//! Application state for the menu bar host.
//!
//! The `App` owns the menu bar state, the document pointer bus the bar
//! subscribes to, the active theme, and the rat-focus tree spanning the bar's
//! tab stops and a content pane.

use std::rc::Rc;

use menubar_types::{ItemSelectEvent, MenuBarEffect};
use menubar_util::MenuBarConfig;
use rat_focus::{Focus, FocusBuilder, FocusFlag, HasFocus};
use ratatui::layout::Rect;
use tracing::info;

use crate::ui::components::menu_bar::{DocumentPointerBus, MenuBarState};
use crate::ui::theme::{NordTheme, Theme};

pub struct App {
    /// Menu bar state (items, split, dropdown, roving focus)
    pub menu_bar: MenuBarState,
    /// Document-wide pointer-down events for outside-click detection
    pub pointer_bus: DocumentPointerBus,
    /// Active theme
    pub theme: Box<dyn Theme>,
    /// Focus tree rebuilt before each render
    pub focus: Rc<Focus>,
    /// Tab stop for the content pane below the bar
    pub content_focus: FocusFlag,
    container_focus: FocusFlag,
    /// Last item selection reported by the bar
    pub last_selection: Option<ItemSelectEvent>,
}

impl App {
    /// Builds the app from configuration and mounts the menu bar.
    pub fn new(config: &MenuBarConfig) -> Self {
        let mut menu_bar = MenuBarState::new(config);
        menu_bar.set_children(config.slot_children());
        let mut pointer_bus = DocumentPointerBus::new();
        menu_bar.mount(&mut pointer_bus);

        let mut app = Self {
            menu_bar,
            pointer_bus,
            theme: Box::new(NordTheme::new()),
            focus: Rc::new(Focus::default()),
            content_focus: FocusFlag::named("content"),
            container_focus: FocusFlag::named("app"),
            last_selection: None,
        };
        app.rebuild_focus();
        app
    }

    /// Rebuilds the focus tree so the toggle's tab stop follows its visibility.
    pub fn rebuild_focus(&mut self) {
        let old_focus = std::mem::take(&mut self.focus);
        self.focus = Rc::new(FocusBuilder::rebuild_for(self, Some(Rc::unwrap_or_clone(old_focus))));
    }

    /// True when keyboard input belongs to the menu bar.
    pub fn menu_bar_has_focus(&self) -> bool {
        self.menu_bar.bar_focus.get() || self.menu_bar.toggle_focus.get() || self.menu_bar.dropdown.is_open()
    }

    /// Applies effects reported by the menu bar to the focus tree and the
    /// selection shown in the content pane.
    pub fn apply_effects(&mut self, effects: Vec<MenuBarEffect>) {
        if effects.is_empty() {
            return;
        }
        self.rebuild_focus();
        for effect in effects {
            match effect {
                MenuBarEffect::ItemSelected(event) => {
                    info!(item = %event.item, label = %event.label, source = ?event.source, "item selected");
                    self.last_selection = Some(event);
                }
                MenuBarEffect::FocusToggle => {
                    self.focus.focus(&self.menu_bar.toggle_focus);
                }
                MenuBarEffect::FocusBar => {
                    self.focus.focus(&self.menu_bar.bar_focus);
                }
                MenuBarEffect::FocusNext => {
                    self.focus.next();
                }
                MenuBarEffect::FocusPrev => {
                    self.focus.prev();
                }
            }
        }
        self.menu_bar.sync_focus_from_flags();
    }
}

impl HasFocus for App {
    fn build(&self, builder: &mut FocusBuilder) {
        let tag = builder.start(self);
        builder.widget(&self.menu_bar);
        builder.leaf_widget(&self.content_focus);
        builder.end(tag);
    }

    fn focus(&self) -> FocusFlag {
        self.container_focus.clone()
    }

    fn area(&self) -> Rect {
        Rect::default()
    }
}

#[cfg(test)]
mod tests {
    use super::*;
    use crate::ui::components::menu_bar::navigator::FocusContext;
    use menubar_types::{ActivationSource, ItemId};
    use menubar_util::MenuItemConfig;

    fn config() -> MenuBarConfig {
        MenuBarConfig {
            items: ["Home", "Docs"]
                .into_iter()
                .map(|label| MenuItemConfig {
                    label: label.to_string(),
                    disabled: false,
                })
                .collect(),
            ..MenuBarConfig::default()
        }
    }

    #[test]
    fn new_app_mounts_bar_with_configured_items() {
        let app = App::new(&config());
        assert!(app.menu_bar.is_mounted());
        assert_eq!(app.menu_bar.items().len(), 2);
        assert_eq!(app.pointer_bus.subscriber_count(), 1);
    }

    #[test]
    fn focus_bar_effect_moves_roving_focus_into_bar() {
        let mut app = App::new(&config());
        app.apply_effects(vec![MenuBarEffect::FocusBar]);
        assert!(app.menu_bar.bar_focus.get());
        assert_eq!(app.menu_bar.focus_context(), FocusContext::Bar { index: Some(0) });
    }

    #[test]
    fn selection_effect_is_recorded() {
        let mut app = App::new(&config());
        let event = ItemSelectEvent {
            item: ItemId(1),
            label: "Docs".into(),
            source: ActivationSource::Inline,
        };
        app.apply_effects(vec![MenuBarEffect::ItemSelected(event.clone())]);
        assert_eq!(app.last_selection, Some(event));
    }
}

● **Task description**: The data above should be reproduced in full and exactly.

● **Task result**:
//! Application state for the menu bar host.
//!
//! The `App` owns the menu bar state, the document pointer bus the bar
//! subscribes to, the active theme, and the rat-focus tree spanning the bar's
//! tab stops and a content pane.

use std::rc::Rc;

use menubar_types::{ItemSelectEvent, MenuBarEffect};
use menubar_util::MenuBarConfig;
use rat_focus::{Focus, FocusBuilder, FocusFlag, HasFocus};
use ratatui::layout::Rect;
use tracing::info;

use crate::ui::components::menu_bar::{DocumentPointerBus, MenuBarState};
use crate::ui::theme::{NordTheme, Theme};

pub struct App {
    /// Menu bar state (items, split, dropdown, roving focus)
    pub menu_bar: MenuBarState,
    /// Document-wide pointer-down events for outside-click detection
    pub pointer_bus: DocumentPointerBus,
    /// Active theme
    pub theme: Box<dyn Theme>,
    /// Focus tree rebuilt before each render
    pub focus: Rc<Focus>,
    /// Tab stop for the content pane below the bar
    pub content_focus: FocusFlag,
    container_focus: FocusFlag,
    /// Last item selection reported by the bar
    pub last_selection: Option<ItemSelectEvent>,
}

impl App {
    /// Builds the app from configuration and mounts the menu bar.
    pub fn new(config: &MenuBarConfig) -> Self {
        let mut menu_bar = MenuBarState::new(config);
        menu_bar.set_children(config.slot_children());
        let mut pointer_bus = DocumentPointerBus::new();
        menu_bar.mount(&mut pointer_bus);

        let mut app = Self {
            menu_bar,
            pointer_bus,
            theme: Box::new(NordTheme::new()),
            focus: Rc::new(Focus::default()),
            content_focus: FocusFlag::named("content"),
            container_focus: FocusFlag::named("app"),
            last_selection: None,
        };
        app.rebuild_focus();
        app
    }

    /// Rebuilds the focus tree so the toggle's tab stop follows its visibility.
    pub fn rebuild_focus(&mut self) {
        let old_focus = std::mem::take(&mut self.focus);
        self.focus = Rc::new(FocusBuilder::rebuild_for(self, Some(Rc::unwrap_or_clone(old_focus))));
    }

    /// True when keyboard input belongs to the menu bar.
    pub fn menu_bar_has_focus(&self) -> bool {
        self.menu_bar.bar_focus.get() || self.menu_bar.toggle_focus.get() || self.menu_bar.dropdown.is_open()
    }

    /// Applies effects reported by the menu bar to the focus tree and the
    /// selection shown in the content pane.
    pub fn apply_effects(&mut self, effects: Vec<MenuBarEffect>) {
        if effects.is_empty() {
            return;
        }
        self.rebuild_focus();
        for effect in effects {
            match effect {
                MenuBarEffect::ItemSelected(event) => {
                    info!(item = %event.item, label = %event.label, source = ?event.source, "item selected");
                    self.last_selection = Some(event);
                }
                MenuBarEffect::FocusToggle => {
                    self.focus.focus(&self.menu_bar.toggle_focus);
                }
                MenuBarEffect::FocusBar => {
                    self.focus.focus(&self.menu_bar.bar_focus);
                }
                MenuBarEffect::FocusNext => {
                    self.focus.next();
                }
                MenuBarEffect::FocusPrev => {
                    self.focus.prev();
                }
            }
        }
        self.menu_bar.sync_focus_from_flags();
    }
}

impl HasFocus for App {
    fn build(&self, builder: &mut FocusBuilder) {
        let tag = builder.start(self);
        builder.widget(&self.menu_bar);
        builder.leaf_widget(&self.content_focus);
        builder.end(tag);
    }

    fn focus(&self) -> FocusFlag {
        self.container_focus.clone()
    }

    fn area(&self) -> Rect {
        Rect::default()
    }
}

#[cfg(test)]
mod tests {
    use super::*;
    use crate::ui::components::menu_bar::navigator::FocusContext;
    use menubar_types::{ActivationSource, ItemId};
    use menubar_util::MenuItemConfig;

    fn config() -> MenuBarConfig {
        MenuBarConfig {
            items: ["Home", "Docs"]
                .into_iter()
                .map(|label| MenuItemConfig {
                    label: label.to_string(),
                    disabled: false,
                })
                .collect(),
            ..MenuBarConfig::default()
        }
    }

    #[test]
    fn new_app_mounts_bar_with_configured_items() {
        let app = App::new(&config());
        assert!(app.menu_bar.is_mounted());
        assert_eq!(app.menu_bar.items().len(), 2);
        assert_eq!(app.pointer_bus.subscriber_count(), 1);
    }

    #[test]
    fn focus_bar_effect_moves_roving_focus_into_bar() {
        let mut app = App::new(&config());
        app.apply_effects(vec![MenuBarEffect::FocusBar]);
        assert!(app.menu_bar.bar_focus.get());
        assert_eq!(app.menu_bar.focus_context(), FocusContext::Bar { index: Some(0) });
    }

    #[test]
    fn selection_effect_is_recorded() {
        let mut app = App::new(&config());
        let event = ItemSelectEvent {
            item: ItemId(1),
            label: "Docs".into(),
            source: ActivationSource::Inline,
        };
        app.apply_effects(vec![MenuBarEffect::ItemSelected(event.clone())]);
        assert_eq!(app.last_selection, Some(event));
    }
}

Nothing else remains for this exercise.